┏━━
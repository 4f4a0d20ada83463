//! METAR/SPECI decoding.
//!
//! Assembles the classified token stream of a single observation into a flat
//! [`DecodedReport`]. Observation groups are collected up to the first change
//! keyword; anything after it is the trend forecast and is segmented into
//! periods. Text after `RMK` is kept verbatim as remarks.

use crate::conditions::ConditionsBuilder;
use crate::models::{ClassifiedToken, DecodedReport, Group, GroupKind, ReportModifier};
use crate::taf::segment;
use crate::tokenizer::{split_remarks, tokenize_and_classify};
use tracing::debug;

/// Decode a raw METAR or SPECI.
///
/// Never fails: fields whose group is absent stay unset and the raw text is
/// always retained unmodified.
pub fn decode_metar(raw: &str) -> DecodedReport {
    let classified = tokenize_and_classify(raw);
    let (body, remarks) = split_remarks(raw, &classified);

    let trend_start = body
        .iter()
        .position(|t| t.kind() == GroupKind::ChangeIndicator)
        .unwrap_or(body.len());
    let (observation, trend) = body.split_at(trend_start);

    let mut report = DecodedReport {
        raw_text: raw.to_string(),
        remarks,
        ..Default::default()
    };
    assemble_observation(&mut report, observation);

    if !trend.is_empty() {
        let timeline = segment(raw, trend, None);
        report.no_significant_change = timeline.no_significant_change;
        report.trend = timeline.periods;
        // CAVOK anywhere in the report classifies the whole report as CAVOK
        if report.trend.iter().any(|period| period.conditions.cavok) {
            report.cavok = true;
        }
    }

    debug!(
        "Decoded METAR {}: {} clouds, {} phenomena, {} trend periods, {} unrecognized",
        report.station.as_deref().unwrap_or("????"),
        report.clouds.len(),
        report.phenomena.len(),
        report.trend.len(),
        report.unrecognized.len()
    );

    report
}

/// Fill the observation fields; first occurrence of a singular group wins
fn assemble_observation(report: &mut DecodedReport, tokens: &[ClassifiedToken<'_>]) {
    let mut conditions = ConditionsBuilder::new();

    for token in tokens {
        // Forecast-only groups have no place in an observation
        if matches!(
            token.group,
            Group::NoSignificantWeather | Group::TemperatureExtreme(_)
        ) {
            report.unrecognized.push(token.token.text.to_string());
            continue;
        }
        if conditions.push(&token.group) {
            continue;
        }
        match &token.group {
            Group::ReportType(report_type) => {
                report.report_type.get_or_insert(*report_type);
            }
            Group::StationIdentifier(station) => {
                report.station.get_or_insert_with(|| station.clone());
            }
            Group::StationTime(time) => {
                report.observation_time.get_or_insert(*time);
            }
            Group::Modifier(modifier) => match modifier {
                ReportModifier::Auto => report.auto = true,
                ReportModifier::Corrected => report.corrected = true,
                ReportModifier::Nil => report.nil = true,
                ReportModifier::Amended => {}
            },
            Group::RunwayVisualRange(rvr) => report.runway_visual_ranges.push(rvr.clone()),
            Group::TemperatureDewpoint(temperature) => {
                report.temperature.get_or_insert(*temperature);
            }
            Group::Pressure(pressure) => {
                report.pressure.get_or_insert(*pressure);
            }
            _ => report.unrecognized.push(token.token.text.to_string()),
        }
    }

    let conditions = conditions.finish();
    report.wind = conditions.wind;
    report.wind_variation = conditions.wind_variation;
    report.visibility = conditions.visibility;
    report.cavok = conditions.cavok;
    report.clouds = conditions.clouds;
    report.sky_clear = conditions.sky_clear;
    report.phenomena = conditions.phenomena;
}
┗━━
_WORK ORDER_. Print again the lines of the entries above that fall between the line holding "if report.trend.iter().any(|period| period.conditions.cavok)" and the line holding "for token in", inclusive, exactly as they stand.

_TASK ANSWER_.
        if report.trend.iter().any(|period| period.conditions.cavok) {
            report.cavok = true;
        }
    }

    debug!(
        "Decoded METAR {}: {} clouds, {} phenomena, {} trend periods, {} unrecognized",
        report.station.as_deref().unwrap_or("????"),
        report.clouds.len(),
        report.phenomena.len(),
        report.trend.len(),
        report.unrecognized.len()
    );

    report
}

/// Fill the observation fields; first occurrence of a singular group wins
fn assemble_observation(report: &mut DecodedReport, tokens: &[ClassifiedToken<'_>]) {
    let mut conditions = ConditionsBuilder::new();

    for token in tokens {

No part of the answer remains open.